35

A post on here a day back has me wondering how to assign values to multiple objects in the global environment from within a function. This is my attempt using lapply (assign may be safer than <<- but I have never actually used it and am not familiar with it).

#fake data set
df <- data.frame(
  x.2=rnorm(25),
  y.2=rnorm(25),
  g=rep(factor(LETTERS[1:5]), 5)
)

#split it into a list of data frames
LIST <- split(df, df$g)

#pre-allot 5 objects in R with class data.frame()
V <- W <- X <- Y <- Z <- data.frame()

#attempt to assign the data frames in the LIST to the objects just created
lapply(seq_along(LIST), function(x) c(V, W, X, Y, Z)[x] <<- LIST[[x]])

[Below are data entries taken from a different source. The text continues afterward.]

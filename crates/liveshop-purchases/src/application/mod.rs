//! Application services for the Purchases context.

pub mod generator;
pub mod query_handlers;
//! Domain logic for the Purchases context.

pub mod codec;
pub mod selection;
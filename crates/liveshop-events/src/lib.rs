//! Liveshop — Events bounded context.
//!
//! Classifies scheduled live-shopping events against the current time and
//! renders the countdown text shown on an event page.

pub mod application;
pub mod domain;
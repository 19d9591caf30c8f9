//! Shared application state.

use std::sync::Arc;

use liveshop_core::clock::SharedClock;
use liveshop_core::event_log::EventLog;
use liveshop_core::store::DomainStore;

/// Application state shared across all request handlers.
///
/// Handlers only read through these collaborators; the purchase generator
/// holds its own clones and is the only writer.
#[derive(Clone)]
pub struct AppState {
    /// Time source for event window classification.
    pub clock: SharedClock,
    /// Relational store of users, events, products and purchases.
    pub domain_store: Arc<dyn DomainStore>,
    /// Ordered log of serialized purchases.
    pub event_log: Arc<dyn EventLog>,
}

impl AppState {
    /// Create new application state.
    #[must_use]
    pub fn new(
        clock: SharedClock,
        domain_store: Arc<dyn DomainStore>,
        event_log: Arc<dyn EventLog>,
    ) -> Self {
        Self {
            clock,
            domain_store,
            event_log,
        }
    }
}
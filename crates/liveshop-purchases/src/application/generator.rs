//! Purchase generator.
//!
//! A background service that fabricates one purchase per tick and writes it
//! through to the domain store and then to the event log. The two writes are
//! independent calls with no transaction around them: if the second one
//! fails, or the process dies between them, the store holds a purchase that
//! the log does not. Failed ticks are logged and the schedule carries on.

use std::sync::{Arc, Mutex, PoisonError};
use std::time::Duration;

use liveshop_core::clock::SharedClock;
use liveshop_core::error::DomainError;
use liveshop_core::event_log::EventLog;
use liveshop_core::model::PurchaseEvent;
use liveshop_core::rng::DeterministicRng;
use liveshop_core::store::DomainStore;
use tokio::sync::watch;
use tokio::task::JoinHandle;
use tokio::time::{Instant, MissedTickBehavior};
use tracing::{error, info, instrument, warn};
use uuid::Uuid;

use crate::domain::codec::{RECENT_PURCHASES_KEY, encode_entry};
use crate::domain::selection::{Catalog, select_purchase};

/// Time between two generation ticks.
pub const GENERATION_INTERVAL: Duration = Duration::from_secs(10);

/// Fabricates purchases from the current catalog.
///
/// Construct once at startup and either drive it with [`start`] or call
/// [`tick`] directly.
///
/// [`start`]: PurchaseGenerator::start
/// [`tick`]: PurchaseGenerator::tick
pub struct PurchaseGenerator {
    store: Arc<dyn DomainStore>,
    event_log: Arc<dyn EventLog>,
    clock: SharedClock,
    rng: Arc<Mutex<dyn DeterministicRng + Send>>,
}

impl PurchaseGenerator {
    /// Creates a generator over the given collaborators.
    #[must_use]
    pub fn new(
        store: Arc<dyn DomainStore>,
        event_log: Arc<dyn EventLog>,
        clock: SharedClock,
        rng: Arc<Mutex<dyn DeterministicRng + Send>>,
    ) -> Self {
        Self {
            store,
            event_log,
            clock,
            rng,
        }
    }

    async fn load_catalog(&self) -> Result<Catalog, DomainError> {
        let (users, events, products) = tokio::try_join!(
            self.store.list_users(),
            self.store.list_events(),
            self.store.list_products(),
        )?;
        Ok(Catalog {
            users,
            events,
            products,
        })
    }

    /// Runs one generation step: load the catalog, draw a purchase, persist
    /// it, then append it to the event log.
    ///
    /// The RNG mutex is locked only around the synchronous draw, never
    /// across an await.
    ///
    /// # Errors
    ///
    /// Returns `DomainError::Validation` if users, events or products is
    /// empty, or if the drawn product or event holds a value the event log
    /// cannot carry; nothing is written in either case. Returns
    /// `DomainError::Transport` if either store fails; when the event log
    /// append fails the purchase has already been persisted.
    #[instrument(skip(self), fields(correlation_id = %Uuid::new_v4()))]
    pub async fn tick(&self) -> Result<PurchaseEvent, DomainError> {
        let catalog = self.load_catalog().await?;

        let new_purchase = {
            let mut rng = self.rng.lock().unwrap_or_else(PoisonError::into_inner);
            select_purchase(&catalog, self.clock.now(), &mut *rng)?
        };

        let purchase = self.store.insert_purchase(new_purchase).await?;

        let appended = match encode_entry(&purchase) {
            Ok(entry) => self.event_log.append(RECENT_PURCHASES_KEY, entry).await,
            Err(e) => Err(e),
        };
        if let Err(e) = appended {
            warn!(
                purchase_id = purchase.id,
                error = %e,
                "purchase persisted but missing from event log"
            );
            return Err(e);
        }

        info!(
            purchase_id = purchase.id,
            user_id = purchase.user_id,
            event_id = purchase.event_id,
            product = %purchase.product.name,
            quantity = purchase.quantity,
            "simulated purchase"
        );

        Ok(purchase)
    }

    async fn run_tick(&self) {
        match self.tick().await {
            Ok(_) => {}
            Err(DomainError::Validation(reason)) => {
                info!(%reason, "skipping generation tick");
            }
            Err(e) => error!(error = %e, "generation tick failed"),
        }
    }

    /// Spawns the generation loop on the current Tokio runtime.
    ///
    /// The first tick fires one `period` after the call. A tick that
    /// overruns delays the next one rather than bunching ticks up, so two
    /// ticks never overlap.
    #[must_use]
    pub fn start(self, period: Duration) -> GeneratorHandle {
        let (shutdown_tx, shutdown_rx) = watch::channel(false);
        let task = tokio::spawn(self.run(period, shutdown_rx));
        GeneratorHandle {
            shutdown: shutdown_tx,
            task,
        }
    }

    async fn run(self, period: Duration, mut shutdown: watch::Receiver<bool>) {
        let mut ticker = tokio::time::interval_at(Instant::now() + period, period);
        ticker.set_missed_tick_behavior(MissedTickBehavior::Delay);

        info!(period_secs = period.as_secs(), "purchase generator started");

        loop {
            // Shutdown is only observed while waiting; a tick in progress
            // always runs to completion.
            tokio::select! {
                biased;
                _ = shutdown.changed() => break,
                _ = ticker.tick() => {}
            }
            self.run_tick().await;
        }

        info!("purchase generator stopped");
    }
}

/// Handle to a running generation loop. Dropping it also stops the loop at
/// its next wait.
#[derive(Debug)]
pub struct GeneratorHandle {
    shutdown: watch::Sender<bool>,
    task: JoinHandle<()>,
}

impl GeneratorHandle {
    /// Signals the loop to stop and waits until it has.
    pub async fn stop(self) {
        // The receiver is gone only if the loop already exited.
        let _ = self.shutdown.send(true);
        if let Err(e) = self.task.await {
            error!(error = %e, "purchase generator task ended abnormally");
        }
    }
}
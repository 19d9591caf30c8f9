//! Liveness and readiness endpoints.

use axum::extract::State;
use axum::http::StatusCode;
use axum::{Json, Router, routing::get};
use liveshop_purchases::domain::codec::RECENT_PURCHASES_KEY;
use serde::Serialize;

use crate::state::AppState;

/// Liveness response.
#[derive(Serialize)]
pub struct HealthResponse {
    /// Service status.
    pub status: &'static str,
    /// Service version.
    pub version: &'static str,
}

/// Per-dependency readiness.
#[derive(Serialize)]
pub struct ReadinessResponse {
    /// `ready` or `unavailable`.
    pub status: &'static str,
    /// `ok` or the error text from the domain store check.
    pub domain_store: String,
    /// `ok` or the error text from the event log check.
    pub event_log: String,
}

/// GET /health
async fn health_check() -> Json<HealthResponse> {
    Json(HealthResponse {
        status: "ok",
        version: env!("CARGO_PKG_VERSION"),
    })
}

/// GET /health/ready
///
/// Checks both stores with a cheap read.
async fn readiness(State(state): State<AppState>) -> (StatusCode, Json<ReadinessResponse>) {
    let (store_check, log_check) = tokio::join!(
        state.domain_store.find_event(0),
        state.event_log.read_last(RECENT_PURCHASES_KEY),
    );

    let ready = store_check.is_ok() && log_check.is_ok();
    let describe = |err: Option<String>| err.unwrap_or_else(|| "ok".to_owned());

    let body = ReadinessResponse {
        status: if ready { "ready" } else { "unavailable" },
        domain_store: describe(store_check.err().map(|e| e.to_string())),
        event_log: describe(log_check.err().map(|e| e.to_string())),
    };
    let status = if ready {
        StatusCode::OK
    } else {
        StatusCode::SERVICE_UNAVAILABLE
    };

    (status, Json(body))
}

/// Returns the health check router.
pub fn router() -> Router<AppState> {
    Router::new()
        .route("/health", get(health_check))
        .route("/health/ready", get(readiness))
}
//! Server configuration read from the environment.

use std::net::SocketAddr;
use std::time::Duration;

use crate::error::AppError;

/// Runtime configuration. Read once at startup.
#[derive(Debug, Clone, PartialEq, Eq)]
pub struct Config {
    /// Postgres connection string (`DATABASE_URL`, required).
    pub database_url: String,
    /// Redis connection string (`REDIS_URL`, required).
    pub redis_url: String,
    /// Bind host (`HOST`, default `0.0.0.0`).
    pub host: String,
    /// Bind port (`PORT`, default `8000`).
    pub port: u16,
    /// Postgres pool size (`DATABASE_MAX_CONNECTIONS`, default 10).
    pub database_max_connections: u32,
    /// Upper bound on store and log calls (`STORE_TIMEOUT_SECS`, default 5).
    pub store_timeout: Duration,
    /// Insert the demo catalog at startup (`SEED_DEMO_DATA`, default false).
    pub seed_demo_data: bool,
    /// OTLP gRPC collector (`OTEL_EXPORTER_OTLP_ENDPOINT`, optional).
    pub otlp_endpoint: Option<String>,
}

impl Config {
    /// Reads configuration from the process environment.
    ///
    /// # Errors
    ///
    /// Returns `AppError::Config` if a required variable is missing or a
    /// value does not parse.
    pub fn from_env() -> Result<Self, AppError> {
        Self::from_lookup(|key| std::env::var(key).ok())
    }

    /// Reads configuration through `lookup`, which maps a variable name to
    /// its value.
    ///
    /// # Errors
    ///
    /// Returns `AppError::Config` if a required variable is missing or a
    /// value does not parse.
    pub fn from_lookup(lookup: impl Fn(&str) -> Option<String>) -> Result<Self, AppError> {
        let required = |key: &str| {
            lookup(key)
                .filter(|value| !value.is_empty())
                .ok_or_else(|| AppError::Config(format!("{key} environment variable must be set")))
        };

        let port = parse_or(&lookup, "PORT", 8000_u16)?;
        let database_max_connections = parse_or(&lookup, "DATABASE_MAX_CONNECTIONS", 10_u32)?;
        let store_timeout_secs = parse_or(&lookup, "STORE_TIMEOUT_SECS", 5_u64)?;
        let seed_demo_data = match lookup("SEED_DEMO_DATA") {
            None => false,
            Some(value) => parse_flag(&value).ok_or_else(|| {
                AppError::Config(format!("SEED_DEMO_DATA must be true or false, got {value:?}"))
            })?,
        };

        Ok(Self {
            database_url: required("DATABASE_URL")?,
            redis_url: required("REDIS_URL")?,
            host: lookup("HOST").unwrap_or_else(|| "0.0.0.0".to_owned()),
            port,
            database_max_connections,
            store_timeout: Duration::from_secs(store_timeout_secs),
            seed_demo_data,
            otlp_endpoint: lookup("OTEL_EXPORTER_OTLP_ENDPOINT").filter(|v| !v.is_empty()),
        })
    }

    /// The socket address to listen on.
    ///
    /// # Errors
    ///
    /// Returns `AppError::Config` if `HOST:PORT` is not a valid address.
    pub fn bind_address(&self) -> Result<SocketAddr, AppError> {
        format!("{}:{}", self.host, self.port)
            .parse()
            .map_err(|e| AppError::Config(format!("invalid HOST:PORT combination: {e}")))
    }
}

fn parse_or<T>(
    lookup: &impl Fn(&str) -> Option<String>,
    key: &str,
    default: T,
) -> Result<T, AppError>
where
    T: std::str::FromStr,
    T::Err: std::fmt::Display,
{
    match lookup(key) {
        None => Ok(default),
        Some(value) => value
            .parse()
            .map_err(|e| AppError::Config(format!("{key} must be a valid number: {e}"))),
    }
}

fn parse_flag(value: &str) -> Option<bool> {
    match value.to_ascii_lowercase().as_str() {
        "1" | "true" | "yes" => Some(true),
        "0" | "false" | "no" => Some(false),
        _ => None,
    }
}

Please feel free to shorten any/all parts of my code to make this work (or work better/faster).

smci
  • 32,567
  • 20
  • 113
  • 146
Tyler Rinker
  • 108,132
  • 65
  • 322
  • 519
  • 7
    This question or any answer to it should come with a big "Children, don't do this at home!" disclaimer. As you might know, global assignments within functions are a recipe for disaster, or "life by a volcano" to quote Richard Burns (http://www.burns-stat.com/pages/Tutor/R_inferno.pdf) – flodel Mar 16 '12 at 01:58
  • @flodel I'm no programmer so can you briefly explain what the issue with doing assign is? – Tyler Rinker Mar 16 '12 at 02:26
  • So I read the section you quoted. That seems intelligent for code for public consumption but not for personal code. Can you see a way to achieve this affect without? – Tyler Rinker Mar 16 '12 at 02:30
  • 1
    I'll quote Wikipedia on global variables: *They are usually considered bad practice precisely because of their non-locality: a global variable can potentially be modified from anywhere (unless they reside in protected memory or are otherwise rendered read-only), and any part of the program may depend on it.[1] A global variable therefore has an unlimited potential for creating mutual dependencies, and adding mutual dependencies increases complexity.* – flodel Mar 16 '12 at 02:35
  • 1
    Ok... With a better look into your particular situation, you do not seem to wander too far from your global environment, so the risk for "mutual dependencies" is very small here, and Josh's answer is perfectly fine. Still, I hope my warning can help other people who might be tempted to "Assign multiple objects to .GlobalEnv from within a function" (your question title) but in a more intricate context. – flodel Mar 16 '12 at 02:57
  • I think part of the objections you're seeing depend on whether we're assigning 5 empty dataframes, or 5 aliases to in future potentially the same dataframe(s), or some subset of records in it (which would be a major code smell that you should be passing around vectors of indices, or indeed using a different data-structure package). Global variables is bad enough, but many global dataframes sounds like the path to madness. – smci Apr 28 '16 at 13:32
  • 1
    I gotta say, when it comes to complex/dirty data, developing functions with heavy UI (select.list(), locator(), indentify(), getGraphicsEvent() ), for a group a people who do not program, this has been a great way to bring them into the program without have to train them in programing. – MadmanLee Feb 03 '18 at 02:34

4 Answers4

54

Update of 2018-10-10:

The most succinct way to carry out this specific task is to use list2env() like so:

## Create an example list of five data.frames
df <- data.frame(x = rnorm(25),
                 g = rep(factor(LETTERS[1:5]), 5))
LIST <- split(df, df$g)

## Assign them to the global environment
list2env(LIST, envir = .GlobalEnv)

## Check that it worked
ls()
## [1] "A"    "B"    "C"    "D"    "df"   "E"    "LIST"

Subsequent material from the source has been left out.